Of course you can read reactions about that on the net, many people, as usual, just wishing Greg didn't speak out, and wondering why he should be listened to.

One of the reasons he should be listened to is that he was one of the first to speak out against doping, and has been right so far in all his 'allegations'... Had he been listened to earlier, maybe cycling wouldn't be in the situation it is now. Like it or not, he has been a messenger all along. Many people would like to be able to prove he doped, in order to make him a non-legitimate messenger. Fact is, Greg is one of the least suspicious riders of the Tour de France history. I'm not saying that just as a blinded fan. I'm not the only one saying that.

Dr. De Mondenard, a physician who's been very outspoken against doping, so outspoken that he often comes off as vindictive, said on July 26th on the german channel ARD:

'I have set up more than 4000 dossiers about professional participating in The Tour De France since 1947. All of them connected in some way to doping. There is only one person I have found nothing. It's Greg LeMond'.

This interview can be watched here.

Believing that Greg LeMond was clean can be seen as only a belief. I guess it will never be proven for sure. But the absence of any suspicions about him is a fact. With speaking out, he's been ready to put himself in a position where his past as a clean rider has be questioned, and precisely and exhaustively checked. What came out of it? Zero suspicion.That's a fact.

Tuesday, July 24, 2007

Vélo Club again... and Greg on Le Tour

I put a little video of Greg appearing on Le Vélo Club here: http://www.youtube.com/watch?v=AuA_3cQ31r4

Also in the 'news', but a bit late: Greg talked about the end of the Tour 2007 with PezCycling:
Greg LeMond on le Tour: The Finale Begins.


Friday, July 20, 2007

Photos de l'Etape du Tour

The site Velovelo has a few pictures of Greg LeMond and Geoffrey at L'Etape du Tour. I'm putting them here (click to enlarge)

Geoffrey managed to find cycling socks Ac/Dc! And he's wearing the jersey Chicago Northwestern University (wildcats). I wonder what Greg's jersey belongs to. Any idea?

Again, I'm sorry to have to report some more Landis' bashing. It's basically just the same as the NPR interview I talked about before , now reported in Times Online. Don't hesitate to express yourself about that, there, here and elsewhere.
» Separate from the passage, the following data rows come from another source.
/// Database backup and restore (self-hosted deployments)
///
/// # Endpoints
///
/// - `GET /v1/admin/backup` - Download every table as one JSON snapshot
/// - `POST /v1/admin/restore` - Replace all data with an uploaded snapshot
///
/// Both require the system administrator. Restore runs in one transaction;
/// a snapshot that fails validation leaves the database untouched.

use crate::{app::AppState, error::ApiResult};
use axum::{
    extract::State,
    http::header,
    response::{IntoResponse, Response},
    Extension, Json,
};
use babycontrol_shared::{
    auth::{authorization::require_sys_admin, middleware::AuthContext},
    backup::{self, Snapshot},
};
use chrono::{DateTime, Utc};
use serde::Serialize;
use std::collections::BTreeMap;
use tracing::info;

#[derive(Debug, Serialize)]
pub struct RestoreResponse {
    pub restored: bool,
    pub snapshot_created_at: DateTime<Utc>,
    pub row_counts: BTreeMap<String, usize>,
}

pub(crate) fn backup_filename(created_at: DateTime<Utc>) -> String {
    format!("babycontrol-backup-{}.json", created_at.format("%Y%m%dT%H%M%SZ"))
}

/// Streams the snapshot as a file attachment
pub async fn download(
    State(state): State<AppState>,
    Extension(auth): Extension<AuthContext>,
) -> ApiResult<Response> {
    require_sys_admin(&auth)?;

    let snapshot = backup::export(&state.db).await?;
    let disposition = format!("attachment; filename=\"{}\"", backup_filename(snapshot.created_at));

    Ok(([(header::CONTENT_DISPOSITION, disposition)], Json(snapshot)).into_response())
}

/// Restores a snapshot
///
/// # Errors
///
/// - `400 Bad Request`: Wrong snapshot version, unknown table or malformed rows
/// - `403 Forbidden`: Not the system administrator
pub async fn restore(
    State(state): State<AppState>,
    Extension(auth): Extension<AuthContext>,
    Json(snapshot): Json<Snapshot>,
) -> ApiResult<Json<RestoreResponse>> {
    require_sys_admin(&auth)?;

    backup::restore(&state.db, &snapshot).await?;

    let row_counts: BTreeMap<String, usize> = snapshot
        .row_counts()
        .into_iter()
        .map(|(table, count)| (table.to_string(), count))
        .collect();

    info!(
        snapshot_created_at = %snapshot.created_at,
        tables = row_counts.len(),
        rows = row_counts.values().sum::<usize>(),
        "Database restored from snapshot"
    );

    Ok(Json(RestoreResponse {
        restored: true,
        snapshot_created_at: snapshot.created_at,
        row_counts,
    }))
}

#[cfg(test)]
mod tests {
    use super::*;
    use chrono::TimeZone;

    #[test]
    fn test_backup_filename() {
        let at = Utc.with_ymd_and_hms(2024, 5, 1, 9, 30, 0).unwrap();
        assert_eq!(backup_filename(at), "babycontrol-backup-20240501T093000Z.json");
    }
}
It seems that a few Landis' supporters already have jumped on the "LeMond is a pathological liar" bandwagon. Funny how some people have to wait for their idol stating something against Greg to immediately have the same opinion. That reminds me of Armstrong's "LeMond is bitter"... I'm afraid we will now have to deal with the "liar" characterization for a bit... Same old same old.

Last, but not least, thank you to the people who suggested to share things about Greg and/or help with the blog. You can email me at (Sorry.. I have to make a little riddle here, I don't want spams... ;-) )
"lemondXX at gmail dot com" where XX are the two last numbers of Greg's birth year. Should be easy...

Wednesday, July 18, 2007

Au Vélo Club

First, before talking about Greg LeMond's appearance on the "Vélo Club" after the Tour stage finishing in Briançon yesterday, a little point about Floyd Landis... I wasn't sure I wanted to mention that at all. But well, his attacks on Greg are becoming sickening. And I think with the last interview he did on NPR, he crossed a new line. I mentioned here that Landis already qualified the call that his manager made to Greg as a "bad joke". He now insists, and goes farther... characterizing Greg as "clearly insane" and borderline insinuating that Greg could have made up the childhood abuse and/or that he should be over it now. Highlight of this trash:
Landis: "Look, if that happened to Greg Lemond, that's a terrible thing. But he's 50 years old now, and he has a problem with lying, and he never should have been there."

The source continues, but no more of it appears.